Restate the opening lines of the material below word for word, stopping after the line that contains "failures += 1;".

===== DATA LISTING =====

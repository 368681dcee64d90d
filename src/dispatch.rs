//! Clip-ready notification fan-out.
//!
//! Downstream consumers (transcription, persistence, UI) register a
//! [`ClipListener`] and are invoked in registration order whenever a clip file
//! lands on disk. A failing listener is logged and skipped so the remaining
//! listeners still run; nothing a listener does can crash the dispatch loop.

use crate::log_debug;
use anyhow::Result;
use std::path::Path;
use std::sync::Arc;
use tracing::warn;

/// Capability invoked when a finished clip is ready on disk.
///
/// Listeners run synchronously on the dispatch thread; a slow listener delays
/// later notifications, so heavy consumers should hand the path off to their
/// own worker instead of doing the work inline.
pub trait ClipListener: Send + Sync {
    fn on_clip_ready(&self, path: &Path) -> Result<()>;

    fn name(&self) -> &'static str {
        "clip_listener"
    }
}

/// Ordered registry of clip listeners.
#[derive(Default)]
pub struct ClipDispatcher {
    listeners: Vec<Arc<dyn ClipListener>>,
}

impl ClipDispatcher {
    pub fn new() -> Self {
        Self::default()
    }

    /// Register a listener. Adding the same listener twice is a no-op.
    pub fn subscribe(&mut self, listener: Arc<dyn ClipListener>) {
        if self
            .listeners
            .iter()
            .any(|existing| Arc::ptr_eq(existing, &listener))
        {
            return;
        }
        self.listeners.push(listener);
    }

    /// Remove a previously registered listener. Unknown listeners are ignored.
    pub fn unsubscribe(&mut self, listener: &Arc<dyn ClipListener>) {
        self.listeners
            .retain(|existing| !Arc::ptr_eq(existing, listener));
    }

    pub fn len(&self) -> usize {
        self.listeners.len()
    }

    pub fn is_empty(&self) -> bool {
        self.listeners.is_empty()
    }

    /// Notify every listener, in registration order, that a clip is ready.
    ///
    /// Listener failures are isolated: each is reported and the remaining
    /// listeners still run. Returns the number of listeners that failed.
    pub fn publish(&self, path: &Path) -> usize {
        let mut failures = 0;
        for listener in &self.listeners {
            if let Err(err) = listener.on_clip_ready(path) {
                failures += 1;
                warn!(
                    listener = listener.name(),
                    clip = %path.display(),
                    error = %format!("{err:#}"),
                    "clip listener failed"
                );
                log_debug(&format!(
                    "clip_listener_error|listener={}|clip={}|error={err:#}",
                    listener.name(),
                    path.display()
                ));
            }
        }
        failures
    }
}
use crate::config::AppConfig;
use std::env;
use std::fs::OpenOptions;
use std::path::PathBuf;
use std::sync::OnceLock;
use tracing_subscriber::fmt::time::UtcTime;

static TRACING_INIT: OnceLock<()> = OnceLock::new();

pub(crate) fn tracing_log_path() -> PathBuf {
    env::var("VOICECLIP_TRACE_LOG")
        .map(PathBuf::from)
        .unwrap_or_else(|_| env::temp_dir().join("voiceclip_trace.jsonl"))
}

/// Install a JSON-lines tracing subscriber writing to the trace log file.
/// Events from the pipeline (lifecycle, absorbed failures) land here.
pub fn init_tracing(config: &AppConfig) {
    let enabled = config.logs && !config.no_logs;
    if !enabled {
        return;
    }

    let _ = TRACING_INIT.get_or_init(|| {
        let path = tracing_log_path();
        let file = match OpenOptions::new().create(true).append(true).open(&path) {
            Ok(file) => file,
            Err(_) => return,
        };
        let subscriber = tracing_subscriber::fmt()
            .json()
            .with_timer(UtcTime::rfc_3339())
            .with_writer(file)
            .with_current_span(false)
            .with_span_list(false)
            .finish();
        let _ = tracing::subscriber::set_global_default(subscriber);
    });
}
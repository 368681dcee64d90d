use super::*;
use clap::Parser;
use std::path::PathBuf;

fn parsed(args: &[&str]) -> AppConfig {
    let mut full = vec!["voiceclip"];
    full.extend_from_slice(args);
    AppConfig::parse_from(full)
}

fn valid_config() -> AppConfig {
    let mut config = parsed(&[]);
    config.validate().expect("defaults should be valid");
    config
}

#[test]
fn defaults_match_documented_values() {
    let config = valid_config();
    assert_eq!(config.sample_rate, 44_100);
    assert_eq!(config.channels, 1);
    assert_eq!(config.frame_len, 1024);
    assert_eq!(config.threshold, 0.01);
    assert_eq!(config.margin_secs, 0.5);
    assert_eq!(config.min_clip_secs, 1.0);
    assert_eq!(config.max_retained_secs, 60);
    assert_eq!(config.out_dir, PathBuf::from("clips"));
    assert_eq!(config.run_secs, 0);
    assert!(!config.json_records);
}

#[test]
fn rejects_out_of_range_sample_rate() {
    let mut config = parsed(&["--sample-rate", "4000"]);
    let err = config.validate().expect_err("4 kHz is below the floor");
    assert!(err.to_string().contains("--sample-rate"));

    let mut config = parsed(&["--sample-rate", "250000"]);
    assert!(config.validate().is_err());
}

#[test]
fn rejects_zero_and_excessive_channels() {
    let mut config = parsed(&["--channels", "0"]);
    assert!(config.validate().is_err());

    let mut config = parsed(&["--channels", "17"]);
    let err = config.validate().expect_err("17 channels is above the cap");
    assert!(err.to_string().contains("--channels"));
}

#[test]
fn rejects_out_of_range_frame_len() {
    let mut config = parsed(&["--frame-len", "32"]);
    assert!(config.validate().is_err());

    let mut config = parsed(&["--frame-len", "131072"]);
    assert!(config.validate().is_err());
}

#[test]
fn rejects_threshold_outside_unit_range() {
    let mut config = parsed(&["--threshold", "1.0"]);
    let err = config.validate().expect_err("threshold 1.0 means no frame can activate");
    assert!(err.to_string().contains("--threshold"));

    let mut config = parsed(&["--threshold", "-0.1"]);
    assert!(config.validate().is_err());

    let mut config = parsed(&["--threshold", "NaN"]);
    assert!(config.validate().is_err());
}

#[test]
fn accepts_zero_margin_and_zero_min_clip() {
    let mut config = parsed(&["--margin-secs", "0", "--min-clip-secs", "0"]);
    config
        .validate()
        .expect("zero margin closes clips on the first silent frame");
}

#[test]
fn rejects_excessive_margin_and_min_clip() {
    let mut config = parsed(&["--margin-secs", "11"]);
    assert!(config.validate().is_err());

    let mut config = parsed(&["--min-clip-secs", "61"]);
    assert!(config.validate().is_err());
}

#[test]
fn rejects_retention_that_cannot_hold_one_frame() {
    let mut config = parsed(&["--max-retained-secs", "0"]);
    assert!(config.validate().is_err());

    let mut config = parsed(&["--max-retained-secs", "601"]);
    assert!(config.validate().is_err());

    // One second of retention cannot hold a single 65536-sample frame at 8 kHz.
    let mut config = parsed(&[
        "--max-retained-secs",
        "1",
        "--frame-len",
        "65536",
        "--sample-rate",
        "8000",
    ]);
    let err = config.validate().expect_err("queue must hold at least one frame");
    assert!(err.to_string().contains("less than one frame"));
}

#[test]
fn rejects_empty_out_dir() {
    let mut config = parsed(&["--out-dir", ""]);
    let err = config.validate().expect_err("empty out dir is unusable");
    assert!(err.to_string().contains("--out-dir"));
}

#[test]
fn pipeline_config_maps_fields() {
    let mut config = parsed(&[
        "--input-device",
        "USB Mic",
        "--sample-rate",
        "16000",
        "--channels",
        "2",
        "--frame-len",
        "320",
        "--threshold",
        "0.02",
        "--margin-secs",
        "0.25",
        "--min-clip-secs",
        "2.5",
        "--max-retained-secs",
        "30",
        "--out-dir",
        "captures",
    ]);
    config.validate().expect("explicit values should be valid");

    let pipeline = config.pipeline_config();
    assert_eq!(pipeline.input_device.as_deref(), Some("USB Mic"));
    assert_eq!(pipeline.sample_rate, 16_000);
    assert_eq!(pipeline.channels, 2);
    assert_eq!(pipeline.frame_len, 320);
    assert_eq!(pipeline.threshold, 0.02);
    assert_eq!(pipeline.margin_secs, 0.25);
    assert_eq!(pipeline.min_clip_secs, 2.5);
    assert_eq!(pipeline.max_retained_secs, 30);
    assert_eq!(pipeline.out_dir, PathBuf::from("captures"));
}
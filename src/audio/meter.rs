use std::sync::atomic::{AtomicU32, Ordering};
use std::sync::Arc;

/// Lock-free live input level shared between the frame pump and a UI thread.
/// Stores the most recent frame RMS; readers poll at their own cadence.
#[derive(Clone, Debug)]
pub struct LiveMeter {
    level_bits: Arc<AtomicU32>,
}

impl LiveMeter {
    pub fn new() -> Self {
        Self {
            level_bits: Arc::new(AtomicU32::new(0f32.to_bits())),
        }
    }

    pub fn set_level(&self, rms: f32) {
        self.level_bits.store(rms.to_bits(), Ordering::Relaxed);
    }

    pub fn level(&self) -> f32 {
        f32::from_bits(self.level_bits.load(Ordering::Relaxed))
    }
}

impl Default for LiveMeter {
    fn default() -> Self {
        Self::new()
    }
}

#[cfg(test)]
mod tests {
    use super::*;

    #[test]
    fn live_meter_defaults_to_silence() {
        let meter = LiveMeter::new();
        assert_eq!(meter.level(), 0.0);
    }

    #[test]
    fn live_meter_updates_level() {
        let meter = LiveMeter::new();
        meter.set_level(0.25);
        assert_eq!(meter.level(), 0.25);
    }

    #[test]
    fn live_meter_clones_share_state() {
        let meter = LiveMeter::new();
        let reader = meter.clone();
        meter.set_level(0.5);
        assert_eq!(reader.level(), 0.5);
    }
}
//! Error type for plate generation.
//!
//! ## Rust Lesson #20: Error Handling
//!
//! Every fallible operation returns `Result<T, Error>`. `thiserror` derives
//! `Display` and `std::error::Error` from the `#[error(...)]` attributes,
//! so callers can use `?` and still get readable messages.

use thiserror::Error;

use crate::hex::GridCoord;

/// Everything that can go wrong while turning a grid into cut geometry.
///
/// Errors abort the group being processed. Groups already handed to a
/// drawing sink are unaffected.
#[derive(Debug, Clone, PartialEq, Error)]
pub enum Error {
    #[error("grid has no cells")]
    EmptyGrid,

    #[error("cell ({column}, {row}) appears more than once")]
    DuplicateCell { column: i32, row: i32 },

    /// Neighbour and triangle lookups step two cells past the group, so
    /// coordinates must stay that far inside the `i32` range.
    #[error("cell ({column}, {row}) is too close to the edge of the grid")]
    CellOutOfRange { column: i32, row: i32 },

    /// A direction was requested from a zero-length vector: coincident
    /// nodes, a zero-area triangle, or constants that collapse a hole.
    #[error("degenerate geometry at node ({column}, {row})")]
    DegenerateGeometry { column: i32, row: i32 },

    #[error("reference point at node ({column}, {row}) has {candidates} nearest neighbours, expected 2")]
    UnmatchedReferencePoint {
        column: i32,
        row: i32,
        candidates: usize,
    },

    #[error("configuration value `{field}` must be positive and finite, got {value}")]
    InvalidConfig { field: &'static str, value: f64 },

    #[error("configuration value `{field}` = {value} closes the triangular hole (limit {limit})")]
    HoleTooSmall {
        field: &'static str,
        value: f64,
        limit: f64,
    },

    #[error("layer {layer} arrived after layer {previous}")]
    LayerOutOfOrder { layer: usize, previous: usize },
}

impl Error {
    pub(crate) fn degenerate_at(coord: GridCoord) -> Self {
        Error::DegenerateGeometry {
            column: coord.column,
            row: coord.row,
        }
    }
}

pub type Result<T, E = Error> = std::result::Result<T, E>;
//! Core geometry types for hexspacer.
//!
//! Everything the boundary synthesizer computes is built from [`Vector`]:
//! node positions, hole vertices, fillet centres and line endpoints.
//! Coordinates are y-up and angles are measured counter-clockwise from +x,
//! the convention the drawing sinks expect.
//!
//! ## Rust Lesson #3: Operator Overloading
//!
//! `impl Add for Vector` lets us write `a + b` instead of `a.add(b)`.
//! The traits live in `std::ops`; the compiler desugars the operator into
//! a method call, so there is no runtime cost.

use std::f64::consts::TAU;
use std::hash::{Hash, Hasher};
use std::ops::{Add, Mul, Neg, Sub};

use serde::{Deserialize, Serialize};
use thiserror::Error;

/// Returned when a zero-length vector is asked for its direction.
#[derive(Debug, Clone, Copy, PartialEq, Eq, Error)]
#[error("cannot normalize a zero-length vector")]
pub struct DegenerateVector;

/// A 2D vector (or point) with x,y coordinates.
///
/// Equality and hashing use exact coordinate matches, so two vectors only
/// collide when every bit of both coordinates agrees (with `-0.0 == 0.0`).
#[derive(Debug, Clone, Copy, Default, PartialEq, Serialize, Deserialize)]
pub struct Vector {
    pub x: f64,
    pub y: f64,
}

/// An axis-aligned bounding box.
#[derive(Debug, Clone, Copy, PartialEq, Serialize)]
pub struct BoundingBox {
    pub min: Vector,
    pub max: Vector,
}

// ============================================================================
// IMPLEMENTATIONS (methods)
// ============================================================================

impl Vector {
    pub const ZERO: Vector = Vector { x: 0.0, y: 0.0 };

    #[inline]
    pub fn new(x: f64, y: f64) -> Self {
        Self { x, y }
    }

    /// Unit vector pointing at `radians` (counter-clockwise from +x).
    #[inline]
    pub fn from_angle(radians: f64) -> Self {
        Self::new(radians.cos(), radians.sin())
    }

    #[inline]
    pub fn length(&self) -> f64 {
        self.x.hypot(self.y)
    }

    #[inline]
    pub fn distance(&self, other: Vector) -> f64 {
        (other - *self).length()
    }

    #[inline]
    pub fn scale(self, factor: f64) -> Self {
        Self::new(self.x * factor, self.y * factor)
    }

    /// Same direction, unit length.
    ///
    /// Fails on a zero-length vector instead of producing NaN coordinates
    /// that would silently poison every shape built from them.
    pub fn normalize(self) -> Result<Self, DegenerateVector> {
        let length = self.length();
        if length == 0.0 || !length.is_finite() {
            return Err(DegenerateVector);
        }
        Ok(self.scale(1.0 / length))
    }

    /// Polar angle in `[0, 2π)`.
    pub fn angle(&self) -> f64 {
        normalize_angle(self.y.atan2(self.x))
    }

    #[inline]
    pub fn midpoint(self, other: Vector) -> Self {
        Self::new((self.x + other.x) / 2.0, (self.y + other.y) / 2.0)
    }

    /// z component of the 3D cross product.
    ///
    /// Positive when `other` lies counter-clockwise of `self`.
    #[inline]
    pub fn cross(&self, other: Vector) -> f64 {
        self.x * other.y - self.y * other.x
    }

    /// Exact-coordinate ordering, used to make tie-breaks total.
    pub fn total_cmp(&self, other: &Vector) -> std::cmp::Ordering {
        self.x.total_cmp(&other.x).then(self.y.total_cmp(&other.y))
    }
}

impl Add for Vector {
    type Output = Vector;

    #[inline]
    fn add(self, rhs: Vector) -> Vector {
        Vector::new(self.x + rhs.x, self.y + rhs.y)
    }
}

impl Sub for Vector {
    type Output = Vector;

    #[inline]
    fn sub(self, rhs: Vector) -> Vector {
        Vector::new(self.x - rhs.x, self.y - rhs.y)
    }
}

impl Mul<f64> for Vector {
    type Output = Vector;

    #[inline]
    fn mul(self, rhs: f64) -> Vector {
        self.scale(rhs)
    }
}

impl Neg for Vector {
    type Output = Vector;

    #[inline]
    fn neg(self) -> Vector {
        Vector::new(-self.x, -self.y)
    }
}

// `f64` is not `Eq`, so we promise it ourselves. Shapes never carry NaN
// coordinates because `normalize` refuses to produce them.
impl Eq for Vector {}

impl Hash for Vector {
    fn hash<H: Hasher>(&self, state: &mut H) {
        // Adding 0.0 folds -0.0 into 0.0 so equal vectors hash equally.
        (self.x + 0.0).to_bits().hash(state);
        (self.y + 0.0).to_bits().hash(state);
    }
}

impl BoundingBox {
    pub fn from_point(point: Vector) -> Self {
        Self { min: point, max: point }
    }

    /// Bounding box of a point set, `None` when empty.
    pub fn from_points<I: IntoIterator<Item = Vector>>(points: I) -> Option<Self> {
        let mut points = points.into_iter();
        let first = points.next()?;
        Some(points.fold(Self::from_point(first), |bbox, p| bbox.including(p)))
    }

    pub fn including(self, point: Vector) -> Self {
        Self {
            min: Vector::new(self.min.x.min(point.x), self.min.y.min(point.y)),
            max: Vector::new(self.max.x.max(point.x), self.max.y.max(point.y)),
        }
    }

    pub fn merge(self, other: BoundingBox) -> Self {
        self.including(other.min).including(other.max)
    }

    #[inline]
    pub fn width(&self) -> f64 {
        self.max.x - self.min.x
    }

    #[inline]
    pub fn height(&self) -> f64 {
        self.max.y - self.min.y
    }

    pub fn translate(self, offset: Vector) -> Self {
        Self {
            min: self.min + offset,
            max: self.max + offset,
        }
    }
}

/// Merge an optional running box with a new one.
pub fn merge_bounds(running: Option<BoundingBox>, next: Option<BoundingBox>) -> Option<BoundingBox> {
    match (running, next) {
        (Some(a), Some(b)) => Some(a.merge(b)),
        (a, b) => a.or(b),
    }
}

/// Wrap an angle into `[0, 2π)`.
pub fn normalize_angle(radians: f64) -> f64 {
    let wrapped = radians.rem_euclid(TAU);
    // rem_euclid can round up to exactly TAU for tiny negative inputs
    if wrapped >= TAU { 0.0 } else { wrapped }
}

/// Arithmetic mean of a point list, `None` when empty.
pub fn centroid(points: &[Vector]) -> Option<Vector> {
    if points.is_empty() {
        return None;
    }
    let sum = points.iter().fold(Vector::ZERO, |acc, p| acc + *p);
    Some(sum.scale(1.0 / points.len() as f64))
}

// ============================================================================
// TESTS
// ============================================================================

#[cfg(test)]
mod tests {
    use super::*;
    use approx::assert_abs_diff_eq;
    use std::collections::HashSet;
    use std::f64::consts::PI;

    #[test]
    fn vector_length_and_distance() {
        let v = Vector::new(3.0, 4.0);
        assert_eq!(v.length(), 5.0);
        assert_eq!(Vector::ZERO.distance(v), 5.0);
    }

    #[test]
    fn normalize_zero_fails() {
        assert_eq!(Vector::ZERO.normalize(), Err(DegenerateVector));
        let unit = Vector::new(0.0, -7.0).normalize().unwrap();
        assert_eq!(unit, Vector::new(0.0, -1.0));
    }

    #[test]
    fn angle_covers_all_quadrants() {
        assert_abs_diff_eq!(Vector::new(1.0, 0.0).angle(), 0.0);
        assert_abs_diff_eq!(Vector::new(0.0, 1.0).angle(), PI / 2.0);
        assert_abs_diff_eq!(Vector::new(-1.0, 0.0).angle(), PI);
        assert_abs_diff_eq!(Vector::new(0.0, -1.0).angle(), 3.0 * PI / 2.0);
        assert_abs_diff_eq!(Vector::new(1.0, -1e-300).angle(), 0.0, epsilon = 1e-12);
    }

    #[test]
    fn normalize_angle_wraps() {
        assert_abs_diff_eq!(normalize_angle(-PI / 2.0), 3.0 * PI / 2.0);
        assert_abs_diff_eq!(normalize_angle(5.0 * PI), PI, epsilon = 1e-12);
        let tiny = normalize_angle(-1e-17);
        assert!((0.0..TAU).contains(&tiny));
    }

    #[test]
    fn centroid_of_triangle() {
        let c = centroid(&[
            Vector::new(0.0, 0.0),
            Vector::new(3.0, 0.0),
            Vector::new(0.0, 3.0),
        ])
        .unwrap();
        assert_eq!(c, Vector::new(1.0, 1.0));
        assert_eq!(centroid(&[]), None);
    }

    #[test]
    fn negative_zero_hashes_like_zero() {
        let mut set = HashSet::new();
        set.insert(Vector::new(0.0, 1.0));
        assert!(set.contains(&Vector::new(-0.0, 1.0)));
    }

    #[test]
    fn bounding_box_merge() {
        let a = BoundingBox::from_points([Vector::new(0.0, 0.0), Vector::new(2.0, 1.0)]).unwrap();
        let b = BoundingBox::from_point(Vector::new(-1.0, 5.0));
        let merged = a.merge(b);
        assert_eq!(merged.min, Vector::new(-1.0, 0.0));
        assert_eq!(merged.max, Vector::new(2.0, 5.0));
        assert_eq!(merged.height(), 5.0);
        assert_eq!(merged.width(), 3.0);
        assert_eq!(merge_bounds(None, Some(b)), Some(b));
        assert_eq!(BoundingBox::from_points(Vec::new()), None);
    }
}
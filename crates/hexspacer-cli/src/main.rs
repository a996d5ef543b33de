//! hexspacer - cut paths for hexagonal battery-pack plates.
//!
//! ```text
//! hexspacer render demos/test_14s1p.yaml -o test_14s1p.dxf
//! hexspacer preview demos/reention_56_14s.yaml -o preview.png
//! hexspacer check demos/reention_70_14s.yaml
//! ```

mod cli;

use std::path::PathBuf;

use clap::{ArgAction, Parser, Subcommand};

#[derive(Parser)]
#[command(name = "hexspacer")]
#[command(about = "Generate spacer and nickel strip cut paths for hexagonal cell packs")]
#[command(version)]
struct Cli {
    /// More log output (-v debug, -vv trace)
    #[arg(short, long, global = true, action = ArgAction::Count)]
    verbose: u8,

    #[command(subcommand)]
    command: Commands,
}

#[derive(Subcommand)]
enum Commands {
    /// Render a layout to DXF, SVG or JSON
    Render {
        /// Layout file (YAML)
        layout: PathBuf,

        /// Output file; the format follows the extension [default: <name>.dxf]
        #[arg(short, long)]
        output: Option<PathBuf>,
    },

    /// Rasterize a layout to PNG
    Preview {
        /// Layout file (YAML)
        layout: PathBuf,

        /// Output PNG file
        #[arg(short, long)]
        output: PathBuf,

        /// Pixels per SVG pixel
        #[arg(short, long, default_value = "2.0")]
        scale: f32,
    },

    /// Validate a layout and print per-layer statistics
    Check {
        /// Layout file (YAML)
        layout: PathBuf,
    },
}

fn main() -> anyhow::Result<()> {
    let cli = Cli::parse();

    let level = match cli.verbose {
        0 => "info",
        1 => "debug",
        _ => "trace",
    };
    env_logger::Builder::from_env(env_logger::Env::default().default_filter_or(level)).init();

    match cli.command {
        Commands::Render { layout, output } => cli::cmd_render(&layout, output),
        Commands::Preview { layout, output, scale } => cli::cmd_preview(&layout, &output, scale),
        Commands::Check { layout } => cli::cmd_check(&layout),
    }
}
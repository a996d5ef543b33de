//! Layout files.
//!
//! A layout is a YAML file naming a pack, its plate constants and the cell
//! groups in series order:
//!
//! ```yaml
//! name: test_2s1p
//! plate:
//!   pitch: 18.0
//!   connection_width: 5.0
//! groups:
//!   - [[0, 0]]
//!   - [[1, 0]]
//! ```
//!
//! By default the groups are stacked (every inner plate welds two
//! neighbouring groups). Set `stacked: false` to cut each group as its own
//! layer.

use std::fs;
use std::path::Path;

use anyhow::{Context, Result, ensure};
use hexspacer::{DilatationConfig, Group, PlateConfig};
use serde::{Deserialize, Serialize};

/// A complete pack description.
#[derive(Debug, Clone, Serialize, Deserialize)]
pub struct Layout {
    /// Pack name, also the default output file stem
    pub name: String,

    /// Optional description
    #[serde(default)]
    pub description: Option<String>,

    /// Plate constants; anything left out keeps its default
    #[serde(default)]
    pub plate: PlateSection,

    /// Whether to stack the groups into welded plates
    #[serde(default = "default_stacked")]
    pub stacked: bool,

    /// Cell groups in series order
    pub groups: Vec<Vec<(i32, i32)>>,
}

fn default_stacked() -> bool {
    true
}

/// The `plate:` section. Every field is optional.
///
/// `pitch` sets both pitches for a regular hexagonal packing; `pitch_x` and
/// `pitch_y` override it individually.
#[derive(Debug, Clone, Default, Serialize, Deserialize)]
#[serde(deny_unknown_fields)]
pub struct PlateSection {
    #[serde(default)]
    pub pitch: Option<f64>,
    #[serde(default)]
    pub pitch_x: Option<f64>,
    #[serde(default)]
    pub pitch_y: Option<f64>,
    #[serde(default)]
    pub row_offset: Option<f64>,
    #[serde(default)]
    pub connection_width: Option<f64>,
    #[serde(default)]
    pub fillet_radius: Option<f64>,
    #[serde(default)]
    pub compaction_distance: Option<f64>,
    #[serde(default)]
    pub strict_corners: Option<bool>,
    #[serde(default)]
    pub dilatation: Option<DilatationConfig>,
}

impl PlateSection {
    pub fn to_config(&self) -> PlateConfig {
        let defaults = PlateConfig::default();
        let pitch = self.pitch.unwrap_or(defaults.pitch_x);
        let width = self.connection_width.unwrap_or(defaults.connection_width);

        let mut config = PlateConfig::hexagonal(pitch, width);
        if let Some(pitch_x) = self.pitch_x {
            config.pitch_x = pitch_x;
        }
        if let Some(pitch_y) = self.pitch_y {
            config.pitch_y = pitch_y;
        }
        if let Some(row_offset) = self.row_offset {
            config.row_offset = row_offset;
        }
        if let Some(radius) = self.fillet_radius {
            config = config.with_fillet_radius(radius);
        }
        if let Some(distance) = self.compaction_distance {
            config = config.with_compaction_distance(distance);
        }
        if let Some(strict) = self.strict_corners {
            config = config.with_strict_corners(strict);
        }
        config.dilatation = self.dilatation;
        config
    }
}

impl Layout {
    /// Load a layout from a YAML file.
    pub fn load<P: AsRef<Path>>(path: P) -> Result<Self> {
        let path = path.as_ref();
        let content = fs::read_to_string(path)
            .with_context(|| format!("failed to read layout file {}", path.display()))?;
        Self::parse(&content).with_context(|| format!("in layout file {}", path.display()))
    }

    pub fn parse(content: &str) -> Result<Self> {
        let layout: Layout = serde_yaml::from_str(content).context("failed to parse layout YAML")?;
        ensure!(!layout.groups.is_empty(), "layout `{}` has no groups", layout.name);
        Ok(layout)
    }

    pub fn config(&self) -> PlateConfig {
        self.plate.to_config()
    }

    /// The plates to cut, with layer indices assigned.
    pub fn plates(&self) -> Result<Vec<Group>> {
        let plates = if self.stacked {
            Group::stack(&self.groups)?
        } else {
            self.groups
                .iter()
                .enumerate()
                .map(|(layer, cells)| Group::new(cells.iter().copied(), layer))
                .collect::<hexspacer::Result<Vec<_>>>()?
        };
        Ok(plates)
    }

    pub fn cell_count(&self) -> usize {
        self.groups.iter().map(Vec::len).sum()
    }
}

=====

ANSWER SPACE:
repository 368681dcee64d90d
filename src/dispatch.rs
//! Clip-ready notification fan-out.
//!
//! Downstream consumers (transcription, persistence, UI) register a
//! [`ClipListener`] and are invoked in registration order whenever a clip file
//! lands on disk. A failing listener is logged and skipped so the remaining
//! listeners still run; nothing a listener does can crash the dispatch loop.

use crate::log_debug;
use anyhow::Result;
use std::path::Path;
use std::sync::Arc;
use tracing::warn;

/// Capability invoked when a finished clip is ready on disk.
///
/// Listeners run synchronously on the dispatch thread; a slow listener delays
/// later notifications, so heavy consumers should hand the path off to their
/// own worker instead of doing the work inline.
pub trait ClipListener: Send + Sync {
    fn on_clip_ready(&self, path: &Path) -> Result<()>;

    fn name(&self) -> &'static str {
        "clip_listener"
    }
}

/// Ordered registry of clip listeners.
#[derive(Default)]
pub struct ClipDispatcher {
    listeners: Vec<Arc<dyn ClipListener>>,
}

impl ClipDispatcher {
    pub fn new() -> Self {
        Self::default()
    }

    /// Register a listener. Adding the same listener twice is a no-op.
    pub fn subscribe(&mut self, listener: Arc<dyn ClipListener>) {
        if self
            .listeners
            .iter()
            .any(|existing| Arc::ptr_eq(existing, &listener))
        {
            return;
        }
        self.listeners.push(listener);
    }

    /// Remove a previously registered listener. Unknown listeners are ignored.
    pub fn unsubscribe(&mut self, listener: &Arc<dyn ClipListener>) {
        self.listeners
            .retain(|existing| !Arc::ptr_eq(existing, listener));
    }

    pub fn len(&self) -> usize {
        self.listeners.len()
    }

    pub fn is_empty(&self) -> bool {
        self.listeners.is_empty()
    }

    /// Notify every listener, in registration order, that a clip is ready.
    ///
    /// Listener failures are isolated: each is reported and the remaining
    /// listeners still run. Returns the number of listeners that failed.
    pub fn publish(&self, path: &Path) -> usize {
        let mut failures = 0;
        for listener in &self.listeners {
            if let Err(err) = listener.on_clip_ready(path) {
                failures += 1;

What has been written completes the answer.